### DATA UNDER STUDY
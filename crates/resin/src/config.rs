//! Global flags layered over `resin_config` profiles.
//!
//! This is the single boundary where CLI state turns into a
//! `resin_api::ClientConfig`.

use secrecy::SecretString;

use resin_api::ClientConfig;
use resin_config::{Config, Profile};

use crate::cli::GlobalOpts;
use crate::error::CliError;

/// The profile selected by `--profile` / `default_profile`, with global
/// flag overrides applied.
pub struct ActiveProfile {
    pub name: String,
    pub profile: Profile,
    pub config: Config,
}

impl ActiveProfile {
    pub fn load(global: &GlobalOpts) -> Result<Self, CliError> {
        let config = resin_config::load_config()?;
        Self::select(config, global)
    }

    fn select(config: Config, global: &GlobalOpts) -> Result<Self, CliError> {
        let name = resin_config::active_profile_name(global.profile.as_deref(), &config);

        let mut profile = match config.profiles.get(&name) {
            Some(profile) => profile.clone(),
            // Only an explicit choice has to exist; the implicit default may be empty.
            None if global.profile.is_some() => {
                let mut available: Vec<_> = config.profiles.keys().cloned().collect();
                available.sort();
                return Err(CliError::ProfileNotFound {
                    name,
                    available: if available.is_empty() {
                        "(none)".into()
                    } else {
                        available.join(", ")
                    },
                    path: resin_config::config_path().display().to_string(),
                });
            }
            None => Profile::default(),
        };

        if let Some(ref url) = global.api_url {
            profile.api_url = Some(url.clone());
        }
        if global.insecure {
            profile.insecure = Some(true);
        }
        if let Some(timeout) = global.timeout {
            profile.timeout = Some(timeout);
        }

        Ok(Self {
            name,
            profile,
            config,
        })
    }

    /// `--token`, then the configured credential chain.
    pub fn token(&self, global: &GlobalOpts) -> Result<SecretString, CliError> {
        if let Some(ref token) = global.token {
            return Ok(SecretString::from(token.clone()));
        }
        resin_config::resolve_token(&self.profile, &self.name).map_err(|e| match e {
            resin_config::ConfigError::NoCredentials { profile } => CliError::NoCredentials {
                profile,
                token_path: resin_config::token_path(&self.profile)
                    .display()
                    .to_string(),
            },
            other => other.into(),
        })
    }

    pub fn client_config(&self, global: &GlobalOpts) -> Result<ClientConfig, CliError> {
        let token = self.token(global)?;
        Ok(resin_config::build_client_config(
            &self.profile,
            &self.config.defaults,
            token,
        )?)
    }
}
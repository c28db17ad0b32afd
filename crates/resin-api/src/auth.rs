use base64::Engine;
use base64::engine::general_purpose::URL_SAFE_NO_PAD;
use chrono::Utc;
use reqwest::header::{AUTHORIZATION, HeaderMap, HeaderValue};
use secrecy::{ExposeSecret, SecretString};
use serde::Deserialize;

use crate::error::Error;

/// Claims carried in a resin session token.
///
/// Session tokens are JWTs. The API does not expect clients to verify the
/// signature, so only the payload segment is decoded.
#[derive(Debug, Clone, Default, Deserialize)]
#[serde(default)]
pub struct TokenClaims {
    pub username: Option<String>,
    #[serde(rename = "id")]
    pub user_id: Option<i64>,
    pub email: Option<String>,
    /// Expiry as seconds since the Unix epoch.
    pub exp: Option<i64>,
}

impl TokenClaims {
    /// Decode the claims of `token` without verifying its signature.
    pub fn parse(token: &str) -> Result<Self, Error> {
        let payload = token.split('.').nth(1).ok_or(Error::BadToken)?;
        let bytes = URL_SAFE_NO_PAD
            .decode(payload.trim_end_matches('='))
            .map_err(|_| Error::BadToken)?;
        serde_json::from_slice(&bytes).map_err(|_| Error::BadToken)
    }

    /// A token without an expiry claim counts as expired.
    pub fn is_expired_at(&self, now_secs: i64) -> bool {
        self.exp.is_none_or(|exp| exp <= now_secs)
    }

    pub fn is_expired(&self) -> bool {
        self.is_expired_at(Utc::now().timestamp())
    }
}

/// Returns `true` if `token` decodes and has not expired.
pub fn is_valid_token(token: &str) -> bool {
    TokenClaims::parse(token).is_ok_and(|claims| !claims.is_expired())
}

/// Default headers carrying the bearer token.
pub(crate) fn bearer_headers(token: &SecretString) -> Result<HeaderMap, Error> {
    let mut value = HeaderValue::from_str(&format!("Bearer {}", token.expose_secret()))
        .map_err(|_| Error::BadToken)?;
    value.set_sensitive(true);

    let mut headers = HeaderMap::new();
    headers.insert(AUTHORIZATION, value);
    Ok(headers)
}
//! `resin whoami`: decode the session token locally.

use chrono::{DateTime, Utc};
use secrecy::ExposeSecret;
use serde_json::json;

use resin_api::TokenClaims;

use crate::cli::{GlobalOpts, WhoamiArgs};
use crate::config::ActiveProfile;
use crate::error::CliError;

pub fn handle(args: &WhoamiArgs, global: &GlobalOpts) -> Result<(), CliError> {
    let token = ActiveProfile::load(global)?.token(global)?;
    let claims = TokenClaims::parse(token.expose_secret())?;
    let expires = claims.exp.and_then(|exp| DateTime::<Utc>::from_timestamp(exp, 0));

    if args.json {
        let out = json!({
            "username": claims.username,
            "id": claims.user_id,
            "email": claims.email,
            "expires": expires.map(|at| at.to_rfc3339()),
            "expired": claims.is_expired(),
        });
        println!("{}", serde_json::to_string_pretty(&out)?);
        return Ok(());
    }

    let or_dash = |value: Option<String>| value.unwrap_or_else(|| "-".into());
    println!("username: {}", or_dash(claims.username.clone()));
    println!("id:       {}", or_dash(claims.user_id.map(|id| id.to_string())));
    println!("email:    {}", or_dash(claims.email.clone()));
    let expiry = match expires {
        Some(at) if claims.is_expired() => format!("{} (expired)", at.to_rfc3339()),
        Some(at) => at.to_rfc3339(),
        None => "never set (treated as expired)".into(),
    };
    println!("expires:  {expiry}");
    Ok(())
}
// Connection settings shared by the REST client and the log streamer.

use std::fmt;
use std::str::FromStr;

use secrecy::SecretString;
use serde::{Deserialize, Serialize};
use url::Url;

use crate::transport::TransportConfig;

/// Public resin API endpoint.
pub const DEFAULT_API_URL: &str = "https://api.resin.io";
/// PubNub origin used for log subscriptions.
pub const DEFAULT_PUBNUB_ORIGIN: &str = "https://ps.pndsn.com";

/// Version segment of resource URLs (`{api}/{version}/{resource}`).
#[derive(Debug, Clone, Copy, Default, PartialEq, Eq, Serialize, Deserialize)]
#[serde(rename_all = "lowercase")]
pub enum ApiVersion {
    #[default]
    V1,
    V2,
    V3,
}

impl ApiVersion {
    pub fn as_str(self) -> &'static str {
        match self {
            Self::V1 => "v1",
            Self::V2 => "v2",
            Self::V3 => "v3",
        }
    }
}

impl fmt::Display for ApiVersion {
    fn fmt(&self, f: &mut fmt::Formatter<'_>) -> fmt::Result {
        f.write_str(self.as_str())
    }
}

impl FromStr for ApiVersion {
    type Err = String;

    fn from_str(s: &str) -> Result<Self, Self::Err> {
        match s {
            "v1" => Ok(Self::V1),
            "v2" => Ok(Self::V2),
            "v3" => Ok(Self::V3),
            other => Err(format!("expected 'v1', 'v2', or 'v3', got '{other}'")),
        }
    }
}

/// Everything needed to talk to the API and open log streams.
#[derive(Debug, Clone)]
pub struct ClientConfig {
    pub api_url: Url,
    pub api_version: ApiVersion,
    pub token: SecretString,
    pub pubnub_origin: Url,
    pub transport: TransportConfig,
}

### WHAT THE EXERCISE ASKS
Find the word "chrono" in the entries above and gather every line that holds it.

### EXERCISE SOLUTION
use chrono::Utc;
use chrono::{DateTime, Utc};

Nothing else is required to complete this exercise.